Perhaps Gates was suggesting that it doesn't matter how successful a black man becomes in America; he's still subject to racism. I hope he wasn’t suggesting that police should profile people based on class markers, such as how they dress and talk.

When a man of means faces discrimination, the insult to his manhood is greater. Thus, some articles on Gates’ arrest are written as if it’s worse that it happened to a well-to-do black man as opposed to a poor one. (The reverse seems to be true for white women, in which class privilege seems to mitigate sexism.)

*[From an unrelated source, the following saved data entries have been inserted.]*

// Shared fixtures for host-side tests: a call-recording surface and small
// timeline builders.

#![allow(dead_code)]

use keyfall_core::*;

#[derive(Clone, Debug, PartialEq)]
pub enum Call {
    ClearRect(f64, f64, f64, f64),
    FillRect(f64, f64, f64, f64),
    FillStyle(String),
    StrokeStyle(String),
    LineWidth(f64),
    GlobalAlpha(f64),
    Font(String),
    BeginPath,
    MoveTo(f64, f64),
    LineTo(f64, f64),
    Quad(f64, f64, f64, f64),
    ClosePath,
    Fill,
    Stroke,
    FillText(String, f64, f64),
}

#[derive(Default)]
pub struct Recorder {
    pub calls: Vec<Call>,
}

impl Recorder {
    pub fn texts(&self) -> Vec<&str> {
        self.calls
            .iter()
            .filter_map(|c| match c {
                Call::FillText(t, _, _) => Some(t.as_str()),
                _ => None,
            })
            .collect()
    }

    pub fn count(&self, pred: impl Fn(&Call) -> bool) -> usize {
        self.calls.iter().filter(|c| pred(c)).count()
    }
}

impl Surface for Recorder {
    fn clear_rect(&mut self, x: f64, y: f64, w: f64, h: f64) {
        self.calls.push(Call::ClearRect(x, y, w, h));
    }
    fn fill_rect(&mut self, x: f64, y: f64, w: f64, h: f64) {
        self.calls.push(Call::FillRect(x, y, w, h));
    }
    fn set_fill_style(&mut self, css: &str) {
        self.calls.push(Call::FillStyle(css.to_string()));
    }
    fn set_stroke_style(&mut self, css: &str) {
        self.calls.push(Call::StrokeStyle(css.to_string()));
    }
    fn set_line_width(&mut self, width: f64) {
        self.calls.push(Call::LineWidth(width));
    }
    fn set_global_alpha(&mut self, alpha: f64) {
        self.calls.push(Call::GlobalAlpha(alpha));
    }
    fn set_font(&mut self, font: &str) {
        self.calls.push(Call::Font(font.to_string()));
    }
    fn begin_path(&mut self) {
        self.calls.push(Call::BeginPath);
    }
    fn move_to(&mut self, x: f64, y: f64) {
        self.calls.push(Call::MoveTo(x, y));
    }
    fn line_to(&mut self, x: f64, y: f64) {
        self.calls.push(Call::LineTo(x, y));
    }
    fn quadratic_curve_to(&mut self, cpx: f64, cpy: f64, x: f64, y: f64) {
        self.calls.push(Call::Quad(cpx, cpy, x, y));
    }
    fn close_path(&mut self) {
        self.calls.push(Call::ClosePath);
    }
    fn fill(&mut self) {
        self.calls.push(Call::Fill);
    }
    fn stroke(&mut self) {
        self.calls.push(Call::Stroke);
    }
    fn fill_text(&mut self, text: &str, x: f64, y: f64) {
        self.calls.push(Call::FillText(text.to_string(), x, y));
    }
}

pub fn note(time: f64, duration: f64, midi: u8, track: TrackId) -> Event {
    const STEPS: [(Step, i8); 12] = [
        (Step::C, 0),
        (Step::C, 1),
        (Step::D, 0),
        (Step::D, 1),
        (Step::E, 0),
        (Step::F, 0),
        (Step::F, 1),
        (Step::G, 0),
        (Step::G, 1),
        (Step::A, 0),
        (Step::A, 1),
        (Step::B, 0),
    ];
    let (step, alter) = STEPS[(midi % 12) as usize];
    Event::Note(Note {
        time,
        duration,
        midi_note: midi,
        track,
        pitch: Pitch {
            step,
            octave: (midi / 12) as i8 - 1,
            alter,
        },
        velocity: 80,
    })
}

pub fn measure(time: f64, number: u32) -> Event {
    Event::Measure(Measure { time, number })
}

/// Track 0 is the right hand, track 1 the left hand, track 2 unassigned.
pub fn two_hands() -> HandSettings {
    let mut settings = HandSettings::default();
    settings.insert(0, TrackSetting { hand: Hand::Right });
    settings.insert(1, TrackSetting { hand: Hand::Left });
    settings.insert(2, TrackSetting { hand: Hand::None });
    settings
}

/// A steady scale: one measure every two seconds, two notes per second
/// alternating hands, `seconds` long.
pub fn scale_song(seconds: u32) -> Vec<Event> {
    let mut items = Vec::new();
    for i in 0..seconds * 2 {
        let t = i as f64 * 0.5;
        if i % 4 == 0 {
            items.push(measure(t, i / 4 + 1));
        }
        let midi = 48 + (i % 24) as u8;
        items.push(note(t, 0.4, midi, i % 2));
    }
    items
}

pub fn falling<'a>(
    time: f64,
    items: &'a [Event],
    settings: &'a HandSettings,
) -> GivenState<'a> {
    GivenState {
        time,
        visualization: Visualization::FallingNotes,
        width: 1040.0,
        height: 600.0,
        pps: 100.0,
        hand: HandFilter::Both,
        hand_settings: settings,
        show_particles: false,
        items,
    }
}

pub fn sheet<'a>(time: f64, items: &'a [Event], settings: &'a HandSettings) -> GivenState<'a> {
    GivenState {
        visualization: Visualization::Sheet,
        ..falling(time, items, settings)
    }
}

In our society, when a man attacks another man, the victim is supposed to strike back in order to preserve his dignity as a man. Gates said he was treated badly and then arrested because of his race. Perhaps Crowley felt he was not getting the respect due a police officer, or that he was being maligned as a racist. I’m not saying that justified his arrest of Gates; I’m noting that hitting back is a time-honored part of masculinity.

Gates said he wasn’t causing a disturbance; Crowley said he was. When a woman yells, she may be seen as “hysterical” or low class. Depending on her color, she may be seen as trashy, too angry, hot-blooded, etc. But a man is standing his ground.

Crowley reported that Gates said, "I'll speak with your mama outside." Gates denies this, but if it’s true, it would be a sexist comment, part of the tradition in which men fight men over the bodies of women.

Gates is concerned with the way the criminal justice system treats men. “How many black and brown men and poor white men are the victims of police officers who are carrying racist thoughts?" This quote is interesting in its conflation of race and class, but I understand: In poor neighborhoods, plenty of people (including whites) see the criminal justice system as their tormentor, not their protector. As an older sister used to chide me: "The system is not your friend." I've given lectures similar to this one to my nephews.

If there is to be a national dialogue on the criminal justice system, let’s examine the role that masculinity plays. And let us not forget how women fare.